**Work item**: I would like each line of the data that holds the word "Debug" copied out.

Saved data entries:
┏━━

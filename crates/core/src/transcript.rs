//! Append-only record of everything said during a session.

use chrono::{DateTime, Utc};
use serde::{Deserialize, Serialize};

/// Who produced a transcript entry.
#[derive(Debug, Clone, Copy, PartialEq, Eq, Serialize, Deserialize)]
#[serde(rename_all = "camelCase")]
pub enum Role {
    Interviewer,
    Candidate,
}

/// One utterance, timestamped at the moment it was recorded.
#[derive(Debug, Clone, Serialize, Deserialize)]
#[serde(rename_all = "camelCase")]
pub struct Turn {
    pub role: Role,
    pub content: String,
    pub spoken_at: DateTime<Utc>,
}

/// Ordered history of a session. Entries can only be appended; nothing is
/// ever edited or removed, so indices handed out earlier stay valid.
#[derive(Debug, Clone, Default, Serialize, Deserialize)]
#[serde(rename_all = "camelCase")]
pub struct Transcript {
    turns: Vec<Turn>,
}

impl Transcript {
    pub fn new() -> Self {
        Self::default()
    }

    /// Appends an utterance and returns its index in the history.
    pub fn append(&mut self, role: Role, content: impl Into<String>) -> usize {
        self.turns.push(Turn {
            role,
            content: content.into(),
            spoken_at: Utc::now(),
        });
        self.turns.len() - 1
    }

    pub fn all(&self) -> &[Turn] {
        &self.turns
    }

    /// Last `n` turns in chronological order, for generation context.
    pub fn recent_window(&self, n: usize) -> &[Turn] {
        let start = self.turns.len().saturating_sub(n);
        &self.turns[start..]
    }

    pub fn len(&self) -> usize {
        self.turns.len()
    }

    pub fn is_empty(&self) -> bool {
        self.turns.is_empty()
    }

    /// Number of interviewer utterances so far. This is the elapsed-turn
    /// counter the pacing policy runs on.
    pub fn interviewer_turns(&self) -> u32 {
        self.turns.iter().filter(|t| t.role == Role::Interviewer).count() as u32
    }

    pub fn last_candidate_reply(&self) -> Option<&str> {
        self.turns
            .iter()
            .rev()
            .find(|t| t.role == Role::Candidate)
            .map(|t| t.content.as_str())
    }

    /// Renders turns as "Interviewer: ..." / "Candidate: ..." lines for
    /// inclusion in a generation prompt.
    pub fn dialogue_lines(turns: &[Turn]) -> String {
        let mut out = String::new();
        for turn in turns {
            let label = match turn.role {
                Role::Interviewer => "Interviewer",
                Role::Candidate => "Candidate",
            };
            out.push_str(label);
            out.push_str(": ");
            out.push_str(&turn.content);
            out.push('\n');
        }
        out
    }
}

┗━━

**Output**:
#[derive(Debug, Clone, Copy, PartialEq, Eq, Serialize, Deserialize)]
#[derive(Debug, Clone, Serialize, Deserialize)]
#[derive(Debug, Clone, Default, Serialize, Deserialize)]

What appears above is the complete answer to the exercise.